- Directed by: Michael Patterson Tim Newman
- Written by: Jerry Leiber, Mike Stoller, new lyrics by Leiber
- Produced by: Tim Newman
- Starring: Ozzy Osbourne Bette Midler Randy Newman Queen Latifah Stevie Wonder Tone Lōc Pat Benatar Greg Burson B. B. King Kenny Loggins
- Distributed by: Time Warner
- Release date: 1991;
- Running time: 50 minutes
- Language: English

= Yakety Yak, Take It Back =

Yakety Yak, Take it Back is a 1991 celebrity charity music video film aimed at encouraging recycling using a combination of live action rock stars, rappers, and animated Warner Bros. characters. The film features Pat Benatar, Natalie Cole, Charlie Daniels, Lita Ford, Quincy Jones, B. B. King, Queen Latifah, Kenny Loggins, Jerry Leiber and Mike Stoller, Bette Midler, Randy Newman, Tone Lōc, Ozzy Osbourne, Brenda Russell, Al B. Sure!, Ricky Van Shelton, Barry White, and Stevie Wonder, along with Melba Moore as herself and the voice of Tibi the Take it Back Butterfly, Dr. John as himself and the voice of Yakety Yak, Greg Burson as the voice of Bugs Bunny, Derrick Stevens as the voice of MC Skat Kat, and Squeak as the voice of Fatz.

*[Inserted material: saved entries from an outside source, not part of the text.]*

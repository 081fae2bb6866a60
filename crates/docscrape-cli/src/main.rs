//! docscrape CLI - crawl a documentation site and normalize it to Markdown

use clap::{Args, Parser, Subcommand};
use docscrape::clean::load_pattern_file;
use docscrape::{
    deduplicate, pipeline, Cleaner, Config, ConfigError, ConvertOptions, Normalizer, OutputFormat,
    PatternSet, ValidatedConfig,
};
use serde::Serialize;
use std::fmt::Display;
use std::io::{self, Write};
use std::path::{Path, PathBuf};
use tracing_subscriber::EnvFilter;

/// docscrape - documentation crawler and content normalizer
#[derive(Parser, Debug)]
#[command(name = "docscrape")]
#[command(author, version, about, long_about = None)]
struct Cli {
    #[command(subcommand)]
    command: Commands,

    /// Increase log verbosity (-v debug, -vv trace)
    #[arg(short, long, global = true, action = clap::ArgAction::Count)]
    verbose: u8,

    /// Only log errors
    #[arg(short, long, global = true, conflicts_with = "verbose")]
    quiet: bool,
}

/// Overrides applied on top of a config file
#[derive(Args, Debug, Default)]
struct ConfigOverrides {
    /// Staging directory, replacing `docs_dir` from the config
    #[arg(long)]
    docs_dir: Option<PathBuf>,

    /// Re-fetch pages even if a fresh copy exists
    #[arg(long)]
    no_freshness_check: bool,
}

#[derive(Subcommand, Debug)]
enum Commands {
    /// Crawl, deduplicate, convert and clean
    Run {
        /// Path to a JSON config file
        config: PathBuf,

        #[command(flatten)]
        overrides: ConfigOverrides,
    },
    /// Crawl only
    Crawl {
        /// Path to a JSON config file
        config: PathBuf,

        #[command(flatten)]
        overrides: ConfigOverrides,
    },
    /// Remove byte-identical files from a directory
    Dedup {
        /// Directory to scan
        dir: PathBuf,
    },
    /// Convert every HTML and notebook file in a directory
    Convert {
        /// Directory to convert
        dir: PathBuf,

        /// Also combine all output into one consolidated file
        #[arg(long)]
        consolidate: bool,

        /// Write plain text instead of Markdown
        #[arg(long)]
        text: bool,

        /// Keep nav, header, footer and aside content
        #[arg(long)]
        keep_boilerplate: bool,
    },
    /// Strip boilerplate patterns from .md and .txt files
    Clean {
        /// Directory to clean
        dir: PathBuf,

        /// File with one markdown pattern per line (default: built-in set)
        #[arg(long)]
        markdown_patterns: Option<PathBuf>,

        /// File with one plain-text pattern per line
        #[arg(long)]
        text_patterns: Option<PathBuf>,
    },
}

#[tokio::main]
async fn main() {
    let cli = Cli::parse();
    init_tracing(log_level(cli.verbose, cli.quiet));

    match cli.command {
        Commands::Run { config, overrides } => {
            let config = load_config(&config, &overrides).unwrap_or_else(|e| fail(e));
            let report = pipeline::run(&config).await.unwrap_or_else(|e| fail(e));
            print_json(&report);
        }
        Commands::Crawl { config, overrides } => {
            let config = load_config(&config, &overrides).unwrap_or_else(|e| fail(e));
            let report = pipeline::crawl(&config).await.unwrap_or_else(|e| fail(e));
            print_json(&report);
        }
        Commands::Dedup { dir } => {
            let report = deduplicate(&dir).unwrap_or_else(|e| fail(dir_error(&dir, e)));
            print_json(&report);
        }
        Commands::Convert {
            dir,
            text,
            keep_boilerplate,
            consolidate,
        } => {
            let normalizer = converter(text, keep_boilerplate).with_consolidation(consolidate);
            let report = normalizer
                .normalize_dir(&dir)
                .unwrap_or_else(|e| fail(dir_error(&dir, e)));
            print_json(&report);
        }
        Commands::Clean {
            dir,
            markdown_patterns,
            text_patterns,
        } => {
            let cleaner = cleaner(markdown_patterns.as_deref(), text_patterns.as_deref())
                .unwrap_or_else(|e| fail(e));
            let report = cleaner
                .clean_dir(&dir)
                .unwrap_or_else(|e| fail(dir_error(&dir, e)));
            print_json(&report);
        }
    }
}

/// Default filter directive for the verbosity flags; `RUST_LOG` wins
fn log_level(verbose: u8, quiet: bool) -> &'static str {
    if quiet {
        return "error";
    }
    match verbose {
        0 => "info",
        1 => "debug",
        _ => "trace",
    }
}

fn init_tracing(default_level: &str) {
    let filter =
        EnvFilter::try_from_default_env().unwrap_or_else(|_| EnvFilter::new(default_level));
    tracing_subscriber::fmt()
        .with_env_filter(filter)
        .with_writer(io::stderr)
        .init();
}

fn load_config(path: &Path, overrides: &ConfigOverrides) -> Result<ValidatedConfig, ConfigError> {
    let mut config = Config::from_file(path)?;
    if let Some(dir) = &overrides.docs_dir {
        config.docs_dir = dir.clone();
    }
    if overrides.no_freshness_check {
        config.freshness_check = false;
    }
    config.validate()
}

fn converter(text: bool, keep_boilerplate: bool) -> Normalizer {
    let format = if text {
        OutputFormat::Text
    } else {
        OutputFormat::Markdown
    };
    Normalizer::new(
        format,
        ConvertOptions {
            strip_boilerplate: !keep_boilerplate,
        },
    )
}

fn cleaner(markdown: Option<&Path>, text: Option<&Path>) -> Result<Cleaner, ConfigError> {
    let markdown = match markdown {
        Some(path) => PatternSet::compile(load_pattern_file(path)?)?,
        None => PatternSet::default_markdown()?,
    };
    let text = match text {
        Some(path) => PatternSet::compile(load_pattern_file(path)?)?,
        None => None,
    };
    Ok(Cleaner::new(text, markdown))
}

fn dir_error(dir: &Path, e: io::Error) -> String {
    format!("{}: {}", dir.display(), e)
}

/// Report a fatal error and exit non-zero
fn fail<E: Display>(e: E) -> ! {
    eprintln!("Error: {}", e);
    std::process::exit(1);
}

fn print_json<T: Serialize>(report: &T) {
    let json = serde_json::to_string_pretty(report).unwrap_or_else(|e| {
        eprintln!("Error serializing report: {}", e);
        std::process::exit(1);
    });
    writeln_safe(&json);
}

/// Write to stdout, exit silently on broken pipe
fn writeln_safe(s: &str) {
    let stdout = io::stdout();
    let mut handle = stdout.lock();
    if let Err(e) = writeln!(handle, "{}", s) {
        if e.kind() == io::ErrorKind::BrokenPipe {
            std::process::exit(0);
        }
        eprintln!("Error writing to stdout: {}", e);
        std::process::exit(1);
    }
}

#[cfg(test)]
mod tests {
    use super::*;
    use clap::CommandFactory;

    #[test]
    fn test_cli_definition() {
        Cli::command().debug_assert();
    }

    #[test]
    fn test_log_level() {
        assert_eq!(log_level(0, false), "info");
        assert_eq!(log_level(1, false), "debug");
        assert_eq!(log_level(3, false), "trace");
        assert_eq!(log_level(0, true), "error");
    }

    #[test]
    fn test_parse_run_with_overrides() {
        let cli = Cli::try_parse_from([
            "docscrape",
            "-v",
            "run",
            "site.json",
            "--docs-dir",
            "out",
            "--no-freshness-check",
        ])
        .unwrap();
        assert_eq!(cli.verbose, 1);
        match cli.command {
            Commands::Run { config, overrides } => {
                assert_eq!(config, PathBuf::from("site.json"));
                assert_eq!(overrides.docs_dir, Some(PathBuf::from("out")));
                assert!(overrides.no_freshness_check);
            }
            other => panic!("unexpected command: {:?}", other),
        }
    }

    #[test]
    fn test_parse_convert_flags() {
        let cli = Cli::try_parse_from(["docscrape", "convert", "docs", "--text", "--consolidate"])
            .unwrap();
        match cli.command {
            Commands::Convert {
                text,
                keep_boilerplate,
                consolidate,
                ..
            } => {
                assert!(text);
                assert!(!keep_boilerplate);
                assert!(consolidate);
            }
            other => panic!("unexpected command: {:?}", other),
        }
    }

    #[test]
    fn test_quiet_conflicts_with_verbose() {
        assert!(Cli::try_parse_from(["docscrape", "-q", "-v", "dedup", "d"]).is_err());
    }

    #[test]
    fn test_load_config_applies_overrides() {
        let dir = tempfile::tempdir().unwrap();
        let path = dir.path().join("site.json");
        std::fs::write(
            &path,
            concat!(
                r#"{"start_url": "https://example.com/", "allowed_domains": ["example.com"],"#,
                r#" "docs_dir": "/nonexistent/ignored"}"#
            ),
        )
        .unwrap();

        let overrides = ConfigOverrides {
            docs_dir: Some(dir.path().join("docs")),
            no_freshness_check: true,
        };
        let config = load_config(&path, &overrides).unwrap();

        assert_eq!(config.docs_dir, dir.path().join("docs"));
        assert!(!config.fetch.freshness_check);
        assert!(dir.path().join("docs").is_dir());
    }

    #[test]
    fn test_load_config_missing_file() {
        let err = load_config(Path::new("/no/such/config.json"), &ConfigOverrides::default())
            .unwrap_err();
        assert!(err.to_string().contains("/no/such/config.json"));
    }

    #[test]
    fn test_converter_modes() {
        assert_eq!(converter(true, false).format(), OutputFormat::Text);
        assert_eq!(converter(false, true).format(), OutputFormat::Markdown);
    }

    #[test]
    fn test_cleaner_defaults_to_builtin_markdown_patterns() {
        let cleaner = cleaner(None, None).unwrap();
        assert!(cleaner.has_patterns());

        let dir = tempfile::tempdir().unwrap();
        std::fs::write(dir.path().join("a.md"), "[ Next Page ](/n)\nbody").unwrap();
        let report = cleaner.clean_dir(dir.path()).unwrap();
        assert_eq!(report.cleaned.len(), 1);
        let out = std::fs::read_to_string(dir.path().join("clean_a.md")).unwrap();
        assert!(!out.contains("Next Page"));
    }

    #[test]
    fn test_cleaner_rejects_missing_pattern_file() {
        let err = cleaner(Some(Path::new("/no/such/patterns")), None).unwrap_err();
        assert!(matches!(err, ConfigError::ReadPatterns { .. }));
    }
}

The song is a drastically rearranged version of the 1950s-era rock and roll song "Yakety Yak" by Jerry Leiber and Mike Stoller, with new lyrics by Leiber.

The film originally aired on MTV in a shortened music video form and was released in an extended version on home video. It was also released in Episode 3043 of Sesame Street.